From the listing, collect all lines containing the word "None".

**DATA EXTRACT:**
##############################
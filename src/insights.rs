//! Breakdowns for dashboards: revenue by priority and status, ROI
//! distribution, display formatting.

use chrono::{DateTime, Utc};
use serde::Serialize;

use crate::derive::DerivedTask;
use crate::task::{Priority, Status};

/// ROI below this lands in the lowest bucket.
pub const ROI_BUCKET_LOW: f64 = 200.0;
/// ROI above this lands in the highest bucket.
pub const ROI_BUCKET_HIGH: f64 = 500.0;

const UNDEFINED_ROI_DISPLAY: &str = "—";

#[derive(Debug, Clone, Serialize, PartialEq)]
pub struct PriorityRevenue {
    pub priority: Priority,
    pub revenue: f64,
}

#[derive(Debug, Clone, Serialize, PartialEq)]
pub struct StatusRevenue {
    pub status: Status,
    pub revenue: f64,
}

#[derive(Debug, Clone, Serialize, PartialEq, Eq)]
pub struct RoiBucket {
    pub label: &'static str,
    pub count: usize,
}

#[derive(Debug, Clone, Serialize, PartialEq)]
pub struct Insights {
    pub revenue_by_priority: Vec<PriorityRevenue>,
    pub revenue_by_status: Vec<StatusRevenue>,
    pub roi_distribution: Vec<RoiBucket>,
}

impl Insights {
    pub fn compute(tasks: &[DerivedTask]) -> Self {
        Self {
            revenue_by_priority: revenue_by_priority(tasks),
            revenue_by_status: revenue_by_status(tasks),
            roi_distribution: roi_distribution(tasks),
        }
    }
}

pub fn revenue_by_priority(tasks: &[DerivedTask]) -> Vec<PriorityRevenue> {
    Priority::ALL
        .into_iter()
        .map(|priority| PriorityRevenue {
            priority,
            revenue: tasks
                .iter()
                .filter(|derived| derived.task.priority == priority)
                .map(|derived| derived.task.revenue)
                .sum(),
        })
        .collect()
}

pub fn revenue_by_status(tasks: &[DerivedTask]) -> Vec<StatusRevenue> {
    Status::ALL
        .into_iter()
        .map(|status| StatusRevenue {
            status,
            revenue: tasks
                .iter()
                .filter(|derived| derived.task.status == status)
                .map(|derived| derived.task.revenue)
                .sum(),
        })
        .collect()
}

/// Bucket counts in display order: `<200`, `200-500`, `>500`, `N/A`.
pub fn roi_distribution(tasks: &[DerivedTask]) -> Vec<RoiBucket> {
    let mut counts = [0usize; 4];
    for derived in tasks {
        let slot = match displayable_roi(derived.roi) {
            None => 3,
            Some(roi) if roi < ROI_BUCKET_LOW => 0,
            Some(roi) if roi <= ROI_BUCKET_HIGH => 1,
            Some(_) => 2,
        };
        counts[slot] += 1;
    }
    ["<200", "200-500", ">500", "N/A"]
        .into_iter()
        .zip(counts)
        .map(|(label, count)| RoiBucket { label, count })
        .collect()
}

/// Two decimals, or a dash when ROI is undefined or indistinguishable from
/// zero.
pub fn format_roi(roi: Option<f64>) -> String {
    match displayable_roi(roi) {
        Some(roi) => format!("{roi:.2}"),
        None => UNDEFINED_ROI_DISPLAY.to_string(),
    }
}

/// Whole days from creation to completion, never negative.
pub fn cycle_days(created_at: DateTime<Utc>, completed_at: DateTime<Utc>) -> i64 {
    (completed_at - created_at).num_days().max(0)
}

fn displayable_roi(roi: Option<f64>) -> Option<f64> {
    roi.filter(|value| value.is_finite() && value.abs() >= f64::EPSILON)
}
impl Session {
    fn execute(&mut self, command: ShellCommand, name: &str) -> Result<Flow> {
        match command {
            ShellCommand::Add(input) => {
                let derived = with_derived(self.store.add_task(input));
                let mut human = HumanOutput::new(format!("Added {}", derived.task.id));
                human.push_row(task_line(&derived));
                emit_success(self.output, name, &derived, Some(&human))?;
            }
            ShellCommand::Update { id, patch } => {
                let derived = self
                    .store
                    .update_task(&id, patch)
                    .map(with_derived)
                    .ok_or_else(|| Error::TaskNotFound(id.clone()))?;
                let mut human = HumanOutput::new(format!("Updated {id}"));
                human.push_row(task_line(&derived));
                emit_success(self.output, name, &derived, Some(&human))?;
            }
            ShellCommand::Edit {
                id,
                revenue,
                time_taken,
                notes,
            } => {
                // Without notes on the line the current notes are kept.
                let notes =
                    notes.or_else(|| self.store.find(&id).and_then(|task| task.notes.clone()));
                let edit = TaskEdit {
                    revenue,
                    time_taken,
                    notes,
                };
                let derived = with_derived(apply_edit(&mut self.store, &id, edit)?);
                let mut human = HumanOutput::new(format!("Edited {id}"));
                human.push_row(task_line(&derived));
                emit_success(self.output, name, &derived, Some(&human))?;
            }
            ShellCommand::Delete(id) => {
                let deleted = self
                    .store
                    .delete_task(&id)
                    .ok_or_else(|| Error::TaskNotFound(id.clone()))?;
                let mut human = HumanOutput::new(format!("Deleted {}", deleted.title));
                human.push_next_step("undo");
                human.push_next_step("dismiss");
                let data = json!({
                    "deleted": deleted,
                    "undo": self.store.undo_state(),
                });
                emit_success(self.output, name, &data, Some(&human))?;
            }
            ShellCommand::Undo => {
                let restored = self.store.undo_delete().map(with_derived);
                let human = match &restored {
                    Some(derived) => {
                        let mut human = HumanOutput::new(format!("Restored {}", derived.task.id));
                        human.push_row(task_line(derived));
                        human
                    }
                    None => HumanOutput::new("Nothing to undo"),
                };
                emit_success(self.output, name, &json!({ "restored": restored }), Some(&human))?;
            }
            ShellCommand::Dismiss => {
                self.store.dismiss_undo();
                let human = HumanOutput::new("Undo dismissed");
                let data = json!({ "undo": self.store.undo_state() });
                emit_success(self.output, name, &data, Some(&human))?;
            }
            ShellCommand::Show(id) => {
                let task = self
                    .store
                    .find(&id)
                    .ok_or_else(|| Error::TaskNotFound(id.clone()))?;
                let derived = with_derived(task);
                let cycle = derived
                    .task
                    .completed_at
                    .map(|completed| cycle_days(derived.task.created_at, completed));

                let mut human = HumanOutput::new(derived.task.title.clone());
                human.push_summary("Id", derived.task.id.clone());
                human.push_summary("Priority", derived.task.priority.as_str());
                human.push_summary("Status", derived.task.status.as_str());
                human.push_summary("Revenue", format!("{:.2}", derived.task.revenue));
                human.push_summary("Time taken", format!("{:.1}h", derived.task.time_taken));
                human.push_summary("ROI", format_roi(derived.roi));
                human.push_summary("Created", derived.task.created_at.to_rfc3339());
                if let Some(days) = cycle {
                    human.push_summary("Cycle", format!("{days} days"));
                }
                if let Some(notes) = &derived.task.notes {
                    human.push_row(notes.clone());
                }

                let mut data = serde_json::to_value(&derived)?;
                if let (Some(days), Some(map)) = (cycle, data.as_object_mut()) {
                    map.insert("cycleDays".to_string(), json!(days));
                }
                emit_success(self.output, name, &data, Some(&human))?;
            }
            ShellCommand::List => {
                let tasks = self.store.derived_sorted();
                let mut human = HumanOutput::new(format!("{} tasks", tasks.len()));
                for derived in &tasks {
                    human.push_row(task_line(derived));
                }
                emit_success(self.output, name, &tasks, Some(&human))?;
            }
            ShellCommand::Metrics => {
                let metrics = self.store.metrics();
                let mut human = HumanOutput::new("Metrics");
                push_metrics(&mut human, &metrics);
                emit_success(self.output, name, &metrics, Some(&human))?;
            }
            ShellCommand::Insights => {
                let insights = Insights::compute(&self.store.derived_sorted());
                let human = insights_output("Insights".to_string(), &insights);
                emit_success(self.output, name, &insights, Some(&human))?;
            }
            ShellCommand::Status => {
                let mut human = HumanOutput::new(format!("{} tasks", self.store.len()));
                if let Some(task) = self.store.last_deleted() {
                    human.push_summary("Undo available", task.title.clone());
                }
                let data = json!({
                    "count": self.store.len(),
                    "undo": self.store.undo_state(),
                    "undoVisible": self.store.undo_visible(),
                    "lastDeleted": self.store.last_deleted(),
                });
                emit_success(self.output, name, &data, Some(&human))?;
            }
            ShellCommand::Help => {
                let mut human = HumanOutput::new("Commands");
                for line in HELP {
                    human.push_row(*line);
                }
                emit_success(self.output, name, &HELP, Some(&human))?;
            }
            ShellCommand::Quit => return Ok(Flow::Quit),
        }
        Ok(Flow::Continue)
    }
}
##############################
**PROBLEM SOLUTION:**
            None => 3,
        None => UNDEFINED_ROI_DISPLAY.to_string(),
                    None => HumanOutput::new("Nothing to undo"),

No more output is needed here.